Rusty Long, never one to follow the herd. Photo: Gilley

Rusty Long, never one to follow the herd. Photo: Gilley

It may sound like an attention-grabbing generalization, but the more time passes, the more I've come to believe that it's true. Rugged individualism seems to have kicked-out a long time ago.

Evidence is rife: Groups of surf school graduates never abandon their learning spot (Really? Back again?), industry execs flock to the same surf destinations year after year (Fiji, Indo, Fiji, Indo, Fiji, Indo), surfing ex-patriots follow the same world tour (Maui, Costa Rica, Cabo, Bali), and everybody buys whatever the top pros are currently riding (Hey everybody, let's see how many waves we won't be able to catch today!).

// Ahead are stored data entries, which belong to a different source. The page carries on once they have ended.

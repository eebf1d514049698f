use std::fmt;

use common::ValidationError;
use sea_orm::DbErr;
use thiserror::Error;

/// Fields that are fixed once a resource exists.
#[derive(Debug, Clone, Copy, PartialEq, Eq)]
pub enum ImmutableField {
    Type,
    CreatedAt,
    /// uuid, filename, MIME type and size of a file.
    FileContent,
}

impl fmt::Display for ImmutableField {
    fn fmt(&self, f: &mut fmt::Formatter<'_>) -> fmt::Result {
        match self {
            Self::Type => f.write_str("type is immutable"),
            Self::CreatedAt => f.write_str("created_at is immutable"),
            Self::FileContent => {
                f.write_str("file content is immutable, delete and recreate instead")
            }
        }
    }
}

#[derive(Debug, Error)]
pub enum StoreError {
    #[error(transparent)]
    Validation(#[from] ValidationError),

    #[error("Slug '{0}' is already taken")]
    DuplicateSlug(String),

    #[error("Resource not found: {0}")]
    NotFound(String),

    #[error("Update rejected: {0}")]
    Immutable(ImmutableField),

    /// Unexpected row count or a missing sub-row. Always a defect.
    #[error("Consistency violation: {0}")]
    Consistency(String),

    #[error("Database error: {0}")]
    Transaction(#[from] DbErr),
}
use std::sync::Arc;

use sea_orm::DatabaseConnection;

use crate::config::AppConfig;
use crate::upload::UploadOrchestrator;

#[derive(Clone)]
pub struct AppState {
    pub db: DatabaseConnection,
    pub config: Arc<AppConfig>,
    pub uploads: Arc<UploadOrchestrator>,
}
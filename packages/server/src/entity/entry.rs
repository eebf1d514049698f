use common::ResourceType;
use sea_orm::entity::prelude::*;
use serde::{Deserialize, Serialize};

#[sea_orm::model]
#[derive(Clone, Debug, PartialEq, Eq, DeriveEntityModel, Serialize, Deserialize)]
#[sea_orm(table_name = "entries")]
pub struct Model {
    #[sea_orm(primary_key)]
    pub id: i64,

    /// Canonical (path-escaped) slug.
    #[sea_orm(unique, column_type = "Text")]
    pub slug: String,
    /// Fixed at creation.
    #[sea_orm(column_name = "type")]
    pub kind: ResourceType,
    #[sea_orm(column_type = "Text", nullable)]
    pub password_hash: Option<String>,

    pub created_at: DateTimeUtc,
    pub expires_at: Option<DateTimeUtc>,

    #[sea_orm(has_one)]
    pub link: HasOne<super::link::Entity>,
    #[sea_orm(has_one)]
    pub file: HasOne<super::file::Entity>,
}

impl ActiveModelBehavior for ActiveModel {}
use std::time::Duration;

use async_trait::async_trait;
use uuid::Uuid;

use super::error::StorageError;
use crate::upload::CompletedPart;

/// Object key for a file's bytes.
pub fn object_key(file_uuid: &Uuid) -> String {
    format!("files/{file_uuid}")
}

/// Metadata returned by a HEAD request.
#[derive(Clone, Debug, Default, PartialEq, Eq)]
pub struct ObjectHead {
    pub size: Option<u64>,
    pub content_type: Option<String>,
    pub etag: Option<String>,
}

/// S3-compatible object storage, addressed by key.
///
/// Bytes never pass through the server: uploads and downloads happen against
/// presigned URLs handed to the client.
#[async_trait]
pub trait ObjectStorage: Send + Sync {
    /// Presigned PUT for a whole object.
    async fn presign_put(
        &self,
        key: &str,
        mime_type: &str,
        ttl: Duration,
    ) -> Result<String, StorageError>;

    /// Start a multipart upload and return its upload id.
    async fn create_multipart_upload(
        &self,
        key: &str,
        mime_type: &str,
    ) -> Result<String, StorageError>;

    /// Presigned PUT for one part of a multipart upload.
    async fn presign_upload_part(
        &self,
        key: &str,
        upload_id: &str,
        part_number: u32,
        ttl: Duration,
    ) -> Result<String, StorageError>;

    async fn complete_multipart_upload(
        &self,
        key: &str,
        upload_id: &str,
        parts: &[CompletedPart],
    ) -> Result<(), StorageError>;

    /// Presigned GET for downloading.
    async fn presign_get(&self, key: &str, ttl: Duration) -> Result<String, StorageError>;

    /// `None` if the object does not exist.
    async fn head_object(&self, key: &str) -> Result<Option<ObjectHead>, StorageError>;

    /// Returns `true` if something was deleted, `false` if the key was absent.
    async fn delete_object(&self, key: &str) -> Result<bool, StorageError>;
}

Even in the face of all this evidence, I still had a glimmer of hope for my fellow surfer (and my thruster-adhering self, for that matter) until one day when I went down to Lowers. There was a south swell in the forecast, and I hoped to gather some mid-week, midday unpicked fruit. Unfortunately, when I got down there, I saw that a new northwest wind swell had overtaken the south, and was producing section-y, flat-faced, gutless waves.

As I sat there watching it, I noticed something else. Just a short distance up the beach, less than a 100 yards north of the Lowers left was a newly-formed little right, which was surprisingly steep, consistent, and fun-looking. To my complete astonishment, however, the fifteen or so surfers populating the Lowers lineup were completely oblivious. Despite this ultra-fun, untouched wave in plain view, they seemed determined to stand their ground and guard some of the crappiest Lowers I have ever seen.

It was pretty obvious that these surfers were blinded by Lowers' reputation as the best wave in the area…without taking a real world observation into account. The only thing I could think of was that these reasonably-talented surfers must have assumed this new wave was some sort of illusion, and that they should ignore it and continue battling over the next round of burgers en masse.

This little scenario seemed to confirm previous suspicions about the surf population. But then I realized that to a certain group of people, this sheep-like mentality provided real hope and inspiration. For marketing guys the world over—whose aim is to persuade as many surfers as possible to mindlessly follow trends and purchase products—the herd is a beautiful sight.